Strong pricing strategy boosts Simbisa’s performance

BUSINESS REPORTER

 

Simbisa Brands Limited says it achieved strong financial results in the six months to December 2022 largely due to robust pricing strategy which allowed it to keep pace with the rate of inflation and exchange rate.

“A robust and proactive strategy allowed Simbisa to remain resilient, despite these challenges,” Simbisa  CEO, Basil Dionisio, said.

He added: “The trading environment in Zimbabwe in the second half of 2022 was characterised by continued inflationary pressures, exchange rate disparities and significant power outages due to very low national power generation capacity. Despite these challenges, Simbisa’s Zimbabwe operations achieved a stellar set of results with double-digit top-line growth and more than doubled profitability compared to the prior year.”

Dionisio said challenges also prevailed in Simbisa’s regional operating markets emanating from high global inflation, supply chain disruptions and exchange rate volatility.

“Simbisa implemented a pricing strategy during the period under review that resulted in menu price increments, executed in a minimal and phased approach to minimise the impact on the price-sensitive consumer. This enabled the group to keep pace with inflation and exchange rate devaluation to grow real average spend in all markets, with the exception of Ghana,” he said.

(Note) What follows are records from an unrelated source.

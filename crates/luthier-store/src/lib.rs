//! # luthier-store
//!
//! Persistence seam for the Luthier CMS core. The engine talks to a
//! `Store`: reads are individual round-trips, writes go through an
//! atomically applied `WriteBatch`. Because all row ids are
//! client-generated, a whole aggregate (dependents first, then the owner
//! row referencing them) is known up front and submits as one batch —
//! a transaction in the Postgres store, a single all-or-nothing splice
//! in the in-memory store.
//!
//! Uniqueness constraints (`(owner_id, language_id)` on translations,
//! `(workspace_id, path)` on derived slugs) surface as typed
//! `StoreError::Conflict` values so callers can retry-as-merge instead
//! of taking an application-level lock.

#![warn(missing_docs)]
#![warn(rustdoc::broken_intra_doc_links)]

// Public modules
pub mod batch;
pub mod error;
pub mod memory;
pub mod store;

#[cfg(feature = "postgres")]
pub mod postgres;

// Re-exports for convenient access
pub use batch::{WriteBatch, WriteOp};
pub use error::{StoreError, StoreResult};
pub use memory::MemoryStore;
pub use store::Store;

#[cfg(feature = "postgres")]
pub use postgres::{PgStore, PgStoreConfig};

/// Prelude module for convenient imports
pub mod prelude {
	pub use crate::batch::{WriteBatch, WriteOp};
	pub use crate::error::{StoreError, StoreResult};
	pub use crate::memory::MemoryStore;
	pub use crate::store::Store;

	#[cfg(feature = "postgres")]
	pub use crate::postgres::{PgStore, PgStoreConfig};
}
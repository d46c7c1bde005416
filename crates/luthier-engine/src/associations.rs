//! Many-to-many association affordances
//!
//! Attach/detach links between an owner (resource or content item) and
//! shared rows (files, tags, categories, slugs). Targets are referenced,
//! never owned: detaching removes the link only, and duplicate target
//! ids in one attach call collapse to a single link.

use luthier_core::{Attachment, AttachmentKind};
use luthier_store::{Store, WriteBatch, WriteOp};
use std::collections::BTreeSet;
use uuid::Uuid;

use crate::error::Result;
use crate::Engine;

impl<S: Store> Engine<S> {
	/// Attach targets to an owner, duplicates removed
	pub async fn attach(
		&self,
		owner_id: Uuid,
		kind: AttachmentKind,
		target_ids: &[Uuid],
	) -> Result<()> {
		let unique: BTreeSet<Uuid> = target_ids.iter().copied().collect();
		if unique.is_empty() {
			return Ok(());
		}
		let mut batch = WriteBatch::new();
		for target_id in unique {
			batch.push(WriteOp::Attach(Attachment {
				owner_id,
				kind,
				target_id,
			}));
		}
		Ok(self.store().apply(batch).await?)
	}

	/// Detach one target, or every target of `kind` when `target_id`
	/// is `None`
	pub async fn detach(
		&self,
		owner_id: Uuid,
		kind: AttachmentKind,
		target_id: Option<Uuid>,
	) -> Result<()> {
		Ok(self
			.store()
			.apply(WriteBatch::single(WriteOp::Detach {
				owner_id,
				kind,
				target_id,
			}))
			.await?)
	}

	/// The target ids currently attached to an owner
	pub async fn attachments(&self, owner_id: Uuid, kind: AttachmentKind) -> Result<Vec<Uuid>> {
		Ok(self.store().attachments_for(owner_id, kind).await?)
	}
}
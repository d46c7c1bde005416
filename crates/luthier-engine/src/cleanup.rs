//! Cascading cleanup orchestrator
//!
//! Deletes an aggregate's owned sub-records and, for tree kinds, its
//! entire subtree, in dependency-safe order. Steps are
//! best-effort-isolated: one dependent's failure is recorded and the
//! remaining steps still run, but the overall operation reports failure
//! if anything failed. The subtree's rows are batch-loaded in one scope
//! query before any recursion, then removed leaves-first.
//!
//! Store-level `ON DELETE CASCADE` is deliberately not relied on — the
//! orchestrator controls ordering and external side effects itself.

use async_trait::async_trait;
use luthier_core::{AttachmentKind, Resource};
use luthier_store::{Store, WriteBatch, WriteOp};
use tracing::{debug, warn};
use uuid::Uuid;

use crate::error::{EngineError, Result};
use crate::tree;
use crate::Engine;

/// Hook for releasing file-system or external-asset side effects owned
/// exclusively by a resource (image variants and the like)
///
/// Implementations must be idempotent and safe to retry.
#[async_trait]
pub trait AssetReleaser: Send + Sync {
	/// Release everything the resource exclusively owns
	async fn release(&self, resource: &Resource) -> std::result::Result<(), String>;
}

/// Default releaser for deployments without external assets
pub struct NoopReleaser;

#[async_trait]
impl AssetReleaser for NoopReleaser {
	async fn release(&self, _resource: &Resource) -> std::result::Result<(), String> {
		Ok(())
	}
}

impl<S: Store> Engine<S> {
	/// Clean up and delete a resource aggregate
	///
	/// For tree kinds the whole subtree goes with it. After this
	/// returns `Ok`, none of the former dependents, translations or
	/// subtree rows are loadable.
	pub async fn cleanup_and_delete(&self, resource_id: Uuid) -> Result<()> {
		let resource = self
			.store()
			.resource(resource_id)
			.await?
			.ok_or(EngineError::NotFound {
				entity: "resource",
				id: resource_id,
			})?;

		// Leaves-first deletion order; the scope query is the one batch
		// load bounding the work per deletion.
		let targets: Vec<Resource> = if resource.kind.is_tree() {
			let nodes = self
				.store()
				.resources_in_scope(resource.workspace_id, resource.kind)
				.await?;
			let mut ordered: Vec<Resource> = tree::subtree_ids(resource.id, &nodes)
				.into_iter()
				.filter_map(|id| nodes.iter().find(|n| n.id == id).cloned())
				.collect();
			ordered.reverse();
			// The root row may not be in the scope query result if it
			// was the lookup above; ensure it is last exactly once
			if !ordered.iter().any(|n| n.id == resource.id) {
				ordered.push(resource.clone());
			}
			ordered
		} else {
			vec![resource.clone()]
		};

		let mut failures = Vec::new();
		for node in &targets {
			self.cleanup_one(node, &mut failures).await;
		}

		if failures.is_empty() {
			debug!(resource = %resource_id, removed = targets.len(), "aggregate cleanup complete");
			Ok(())
		} else {
			warn!(resource = %resource_id, failed = failures.len(), "aggregate cleanup incomplete");
			Err(EngineError::CleanupIncomplete {
				resource: resource_id,
				failures,
			})
		}
	}

	/// Clean one resource's owned rows, then the row itself
	async fn cleanup_one(&self, resource: &Resource, failures: &mut Vec<String>) {
		// One-to-one dependents first
		if let Some(seo_id) = resource.seo_id {
			self.try_op(WriteOp::DeleteSeo(seo_id), "seo", failures).await;
		}
		if let Some(content_id) = resource.content_id {
			self.cleanup_content(content_id, failures).await;
		}
		if let Some(tracking_id) = resource.tracking_id {
			self.try_op(WriteOp::DeleteTracking(tracking_id), "tracking", failures)
				.await;
		}
		if let Some(slug_id) = resource.slug_id {
			self.try_op(WriteOp::DeleteSlug(slug_id), "slug", failures)
				.await;
		}

		// The resource's own translation rows
		self.cleanup_translations(resource.id, failures).await;

		// Resource-level associations are links to shared rows: detach
		for kind in [
			AttachmentKind::File,
			AttachmentKind::Tag,
			AttachmentKind::Category,
		] {
			self.try_op(
				WriteOp::Detach {
					owner_id: resource.id,
					kind,
					target_id: None,
				},
				"attachments",
				failures,
			)
			.await;
		}

		// External-asset side effects; idempotent, safe to retry
		if let Err(reason) = self.releaser().release(resource).await {
			failures.push(format!("asset release for {}: {reason}", resource.id));
		}

		// The owner row goes last
		self.try_op(WriteOp::DeleteResource(resource.id), "resource", failures)
			.await;
	}

	/// Content cleanup recurses into items; item file/slug links are
	/// detached, never deleted (the targets are shared)
	async fn cleanup_content(&self, content_id: Uuid, failures: &mut Vec<String>) {
		match self.store().content_items(content_id).await {
			Ok(items) => {
				for item in items {
					self.cleanup_translations(item.id, failures).await;
					for kind in [AttachmentKind::File, AttachmentKind::Slug] {
						self.try_op(
							WriteOp::Detach {
								owner_id: item.id,
								kind,
								target_id: None,
							},
							"item attachments",
							failures,
						)
						.await;
					}
					self.try_op(WriteOp::DeleteContentItem(item.id), "content item", failures)
						.await;
				}
			}
			Err(e) => failures.push(format!("loading items of content {content_id}: {e}")),
		}
		self.try_op(WriteOp::DeleteContent(content_id), "content", failures)
			.await;
	}

	async fn cleanup_translations(&self, owner_id: Uuid, failures: &mut Vec<String>) {
		match self.store().translations_for(owner_id).await {
			Ok(rows) => {
				for row in rows {
					self.try_op(WriteOp::DeleteTranslation(row.id), "translation", failures)
						.await;
				}
			}
			Err(e) => failures.push(format!("loading translations of {owner_id}: {e}")),
		}
	}

	async fn try_op(&self, op: WriteOp, what: &str, failures: &mut Vec<String>) {
		if let Err(e) = self.store().apply(WriteBatch::single(op)).await {
			failures.push(format!("{what}: {e}"));
		}
	}
}
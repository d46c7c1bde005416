//! Store errors and the shared constraint names

use thiserror::Error;
use uuid::Uuid;

/// Errors surfaced by a `Store`
#[derive(Debug, Error)]
pub enum StoreError {
	/// A uniqueness constraint rejected a write
	///
	/// `constraint` names the violated constraint so callers can
	/// distinguish the translation race from a slug collision.
	#[error("Uniqueness conflict on {constraint}")]
	Conflict {
		/// Name of the violated constraint
		constraint: String,
	},

	/// Entity lookup came back empty where a row was required
	#[error("{entity} not found: {id}")]
	NotFound {
		/// What was looked up ("translation", "slug", ...)
		entity: &'static str,
		/// The id that did not resolve
		id: Uuid,
	},

	/// Backend failure (connection, SQL, serialization)
	#[error("Store backend error: {0}")]
	Backend(String),
}

impl StoreError {
	/// Whether this error is a uniqueness conflict on the given constraint
	pub fn is_conflict_on(&self, name: &str) -> bool {
		matches!(self, Self::Conflict { constraint } if constraint == name)
	}
}

/// Result type for store operations
pub type StoreResult<T> = std::result::Result<T, StoreError>;

/// Constraint names shared by every backend
pub mod constraints {
	/// Unique `(owner_id, language_id)` on translations
	pub const TRANSLATION_OWNER_LANGUAGE: &str = "translations_owner_language";

	/// Unique `(workspace_id, path)` on derived slugs
	pub const SLUG_WORKSPACE_PATH: &str = "slugs_workspace_path";
}
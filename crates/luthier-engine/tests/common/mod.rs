//! Shared fixtures for the engine test suites

// Not every suite uses every fixture
#![allow(dead_code)]

use async_trait::async_trait;
use luthier_core::{
	AttachmentKind, Content, ContentItem, Language, LanguageRegistry, Resource, ResourceKind,
	SeoRecord, Slug, TrackingRecord, Translation,
};
use luthier_engine::Engine;
use luthier_store::{MemoryStore, Store, StoreResult, WriteBatch};
use std::sync::atomic::{AtomicBool, AtomicUsize, Ordering};
use std::sync::Arc;
use uuid::Uuid;

/// Two enabled languages (en default, fr)
pub fn two_languages() -> (LanguageRegistry, Uuid, Uuid) {
	let en = Uuid::new_v4();
	let fr = Uuid::new_v4();
	let registry = LanguageRegistry::new(vec![
		Language::new(en, "en", true),
		Language::new(fr, "fr", false),
	]);
	(registry, en, fr)
}

/// Add a language to an existing registry snapshot
pub fn with_language(registry: &LanguageRegistry, code: &str) -> (LanguageRegistry, Uuid) {
	let id = Uuid::new_v4();
	let mut languages: Vec<Language> = registry.iter().cloned().collect();
	languages.push(Language::new(id, code, false));
	(LanguageRegistry::new(languages), id)
}

pub fn engine() -> Engine<MemoryStore> {
	Engine::new(MemoryStore::new())
}

/// Store wrapper that fails the nth `apply` call (1-based), then
/// recovers; reads always delegate
pub struct FlakyStore {
	inner: Arc<MemoryStore>,
	applies: AtomicUsize,
	fail_on: usize,
}

impl FlakyStore {
	pub fn failing_on(inner: Arc<MemoryStore>, fail_on: usize) -> Self {
		Self {
			inner,
			applies: AtomicUsize::new(0),
			fail_on,
		}
	}
}

#[async_trait]
impl Store for FlakyStore {
	async fn apply(&self, batch: WriteBatch) -> StoreResult<()> {
		let n = self.applies.fetch_add(1, Ordering::SeqCst) + 1;
		if n == self.fail_on {
			return Err(luthier_store::StoreError::Backend(
				"injected failure".to_string(),
			));
		}
		self.inner.apply(batch).await
	}

	async fn resource(&self, id: Uuid) -> StoreResult<Option<Resource>> {
		self.inner.resource(id).await
	}

	async fn resources_in_scope(
		&self,
		workspace_id: Option<Uuid>,
		kind: ResourceKind,
	) -> StoreResult<Vec<Resource>> {
		self.inner.resources_in_scope(workspace_id, kind).await
	}

	async fn seo(&self, id: Uuid) -> StoreResult<Option<SeoRecord>> {
		self.inner.seo(id).await
	}

	async fn content(&self, id: Uuid) -> StoreResult<Option<Content>> {
		self.inner.content(id).await
	}

	async fn tracking(&self, id: Uuid) -> StoreResult<Option<TrackingRecord>> {
		self.inner.tracking(id).await
	}

	async fn slug(&self, id: Uuid) -> StoreResult<Option<Slug>> {
		self.inner.slug(id).await
	}

	async fn translations_for(&self, owner_id: Uuid) -> StoreResult<Vec<Translation>> {
		self.inner.translations_for(owner_id).await
	}

	async fn content_items(&self, content_id: Uuid) -> StoreResult<Vec<ContentItem>> {
		self.inner.content_items(content_id).await
	}

	async fn attachments_for(
		&self,
		owner_id: Uuid,
		kind: AttachmentKind,
	) -> StoreResult<Vec<Uuid>> {
		self.inner.attachments_for(owner_id, kind).await
	}
}

/// Store wrapper that hides existing translation rows from the next
/// `translations_for` call, simulating a reconcile racing a concurrent
/// create
pub struct RacingStore {
	inner: Arc<MemoryStore>,
	hide_once: AtomicBool,
}

impl RacingStore {
	pub fn hiding_translations_once(inner: Arc<MemoryStore>) -> Self {
		Self {
			inner,
			hide_once: AtomicBool::new(true),
		}
	}
}

#[async_trait]
impl Store for RacingStore {
	async fn apply(&self, batch: WriteBatch) -> StoreResult<()> {
		self.inner.apply(batch).await
	}

	async fn resource(&self, id: Uuid) -> StoreResult<Option<Resource>> {
		self.inner.resource(id).await
	}

	async fn resources_in_scope(
		&self,
		workspace_id: Option<Uuid>,
		kind: ResourceKind,
	) -> StoreResult<Vec<Resource>> {
		self.inner.resources_in_scope(workspace_id, kind).await
	}

	async fn seo(&self, id: Uuid) -> StoreResult<Option<SeoRecord>> {
		self.inner.seo(id).await
	}

	async fn content(&self, id: Uuid) -> StoreResult<Option<Content>> {
		self.inner.content(id).await
	}

	async fn tracking(&self, id: Uuid) -> StoreResult<Option<TrackingRecord>> {
		self.inner.tracking(id).await
	}

	async fn slug(&self, id: Uuid) -> StoreResult<Option<Slug>> {
		self.inner.slug(id).await
	}

	async fn translations_for(&self, owner_id: Uuid) -> StoreResult<Vec<Translation>> {
		if self.hide_once.swap(false, Ordering::SeqCst) {
			return Ok(Vec::new());
		}
		self.inner.translations_for(owner_id).await
	}

	async fn content_items(&self, content_id: Uuid) -> StoreResult<Vec<ContentItem>> {
		self.inner.content_items(content_id).await
	}

	async fn attachments_for(
		&self,
		owner_id: Uuid,
		kind: AttachmentKind,
	) -> StoreResult<Vec<Uuid>> {
		self.inner.attachments_for(owner_id, kind).await
	}
}
//! # luthier-core
//!
//! Domain model for the Luthier CMS core: typed resources scoped to
//! workspaces, their dependent sub-records (SEO, content, tracking,
//! slugs, per-language translations) and the shared error taxonomy.
//!
//! ## Current Features
//!
//! - `Resource` model with a per-kind capability matrix (`ResourceKind`)
//! - Sub-record models: `SeoRecord`, `Content`/`ContentItem`,
//!   `TrackingRecord`, `Slug`, `Translation`
//! - `Language` registry snapshot passed explicitly into every operation
//! - Error taxonomy distinguishing integrity violations from partial
//!   aggregate failures
//!
//! ## Quick Start
//!
//! ```rust
//! use luthier_core::{Language, LanguageRegistry, ResourceKind};
//! use uuid::Uuid;
//!
//! let languages = LanguageRegistry::new(vec![
//!     Language::new(Uuid::new_v4(), "en", true),
//!     Language::new(Uuid::new_v4(), "fr", false),
//! ]);
//!
//! assert_eq!(languages.len(), 2);
//! assert!(ResourceKind::Library.is_tree());
//! assert!(ResourceKind::Article.owns_content());
//! ```

#![warn(missing_docs)]
#![warn(rustdoc::broken_intra_doc_links)]

// Public modules
pub mod error;
pub mod language;
pub mod records;
pub mod resource;

// Re-exports for convenient access
pub use error::{CoreError, IntegrityViolation, Result};
pub use language::{Language, LanguageRegistry};
pub use records::{
	Attachment, AttachmentKind, Content, ContentItem, ItemState, SeoRecord, Slug, TrackingRecord,
	Translation,
};
pub use resource::{Resource, ResourceKind};

/// Prelude module for convenient imports
pub mod prelude {
	pub use crate::error::{CoreError, IntegrityViolation, Result};
	pub use crate::language::{Language, LanguageRegistry};
	pub use crate::records::{
		Attachment, AttachmentKind, Content, ContentItem, ItemState, SeoRecord, Slug,
		TrackingRecord, Translation,
	};
	pub use crate::resource::{Resource, ResourceKind};
}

Dionisio said despite economic headwinds with significant currency devaluations and record-high inflation levels in our operating markets, the group has managed to grow the business to record levels.

The group remains focused on diversifying revenue streams by growing its market share in the casual dining sector and increasing the revenue contribution from deliveries with the former being steadily being implemented through the opening of eight casual dining restaurants in  half year 2023, with a further 10 set to be opened during  the full year, he said.

Revenue increased 23% to US$146.16m from US$119,072m while profit after tax  increased 32% to US$17,404m during the period under review  from US$13,199m during the comparable  period.

Simbisa has a substantial investment pipeline, with 48 net new counters set to open in the second half of this year and a further 103 sites identified for 2024, will drive growth and unlock shareholder value.

“The primary growth markets in the short to medium term will be Kenya and Zimbabwe. However, the group remains vigilant of new growth opportunities in existing and potential new markets and continues exploring business development options,” Dionisio said.